Mistake 3 — Adding -을 to a vowel stem. Vowel stems take bare -ㄹ.
❌ 내일 갈을 사람 손 드세요.
Wrong — 가다 is a vowel stem; the form is 갈, not 갈을 / 가을.
✅ 내일 갈 사람 손 드세요.
naeil gal saram son deuseyo
Everyone who's going tomorrow, raise your hand.
Mistake 4 — Using the future ender 거예요 where a modifier is needed. 거예요 ends a sentence; to modify a noun you need the bare -(으)ㄹ.
❌ 먹을 거예요 없어요.
Wrong — 거예요 is a sentence-ender, not a modifier; 'there's nothing to eat' is 먹을 게(=것이) 없어요.
✅ 먹을 게 없어요.
meogeul ge eopseoyo
There's nothing to eat.
Key Takeaways
- Prospective attributive = -(으)ㄹ: consonant stem → -을 (먹을), vowel/ㄹ stem → -ㄹ (갈, 마실, 만들 — a ㄹ-stem keeps one ㄹ).
- It marks an unrealized action — future, planned, or hypothetical — and usually reads as English "to ~" rather than "will."

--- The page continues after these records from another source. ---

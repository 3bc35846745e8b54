use std::path::{Component, Path, PathBuf};

/// Errors that can occur during document path validation
#[derive(Debug, thiserror::Error)]
pub enum PathSecurityError {
    #[error("empty document name")]
    Empty,

    #[error("document name '{0}' escapes the document directory")]
    Traversal(String),

    #[error("document name '{0}' is not a bare filename")]
    NotAFilename(String),
}

/// Resolves a catalog-declared filename against the document directory.
///
/// Catalog entries address documents by bare filename only; anything else is
/// refused before touching the filesystem:
///
/// 1. Empty names are rejected
/// 2. `..` segments and absolute paths are rejected as traversal attempts
/// 3. Multi-component paths (subdirectories) and `\` are rejected
///
/// # Returns
///
/// * `Ok(PathBuf)` - the filename joined onto `base`
/// * `Err(PathSecurityError)` - if validation fails
pub fn resolve_doc_path(base: &Path, filename: &str) -> Result<PathBuf, PathSecurityError> {
    if filename.is_empty() {
        return Err(PathSecurityError::Empty);
    }

    let path = Path::new(filename);
    let mut components = path.components();
    let first = components.next();

    if components.next().is_some() {
        // More than one component: a subdirectory or an escape attempt.
        return Err(PathSecurityError::Traversal(filename.to_string()));
    }

    match first {
        // Backslash is a separator on Windows; no catalog filename uses it.
        Some(Component::Normal(name)) if !filename.contains('\\') => Ok(base.join(name)),
        Some(Component::ParentDir) => Err(PathSecurityError::Traversal(filename.to_string())),
        _ => Err(PathSecurityError::NotAFilename(filename.to_string())),
    }
}
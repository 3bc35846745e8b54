// Security module for document path validation
//
// Resolves catalog-declared filenames against the trusted document
// directory and rejects anything that could escape it.

pub mod path_validator;

pub use path_validator::{PathSecurityError, resolve_doc_path};
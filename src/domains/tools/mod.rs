//! Tools domain module.
//!
//! Every entry in the tool catalog becomes one parameterless MCP tool that
//! returns its backing document as a text payload. Tools are registered
//! lazily: the document is read on each invocation, so one missing file
//! never breaks registration or unrelated tools.
//!
//! ## Architecture
//!
//! - `catalog.rs` - the static tool catalog (flat tool names)
//! - `router.rs` - builds the rmcp `ToolRouter` from the catalog
//! - `registry.rs` - name listing and direct dispatch
//! - `error.rs` - tool-specific error types
//!
//! ## Adding a New Tool
//!
//! Add an entry to `TOOL_ENTRIES` in `catalog.rs` and drop the backing
//! markdown file into the document directory. The router picks it up.

mod catalog;
mod error;
mod registry;
mod router;

pub use catalog::tool_catalog;
pub use error::ToolError;
pub use registry::ToolRegistry;
pub use router::build_tool_router;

- It is the backbone of -(으)ㄹ 때, -(으)ㄹ 거예요, -(으)ㄹ 수 있다, and -(으)ㄹ 줄 알다 — all "-(으)ㄹ + a bound noun."
- After -(으)ㄹ, a following consonant tenses in speech ([일글 껃]), though spelling and romanization don't show it.
- Don't confuse the modifier -(으)ㄹ (before a noun) with the future ender -(으)ㄹ 거예요 (ends the sentence).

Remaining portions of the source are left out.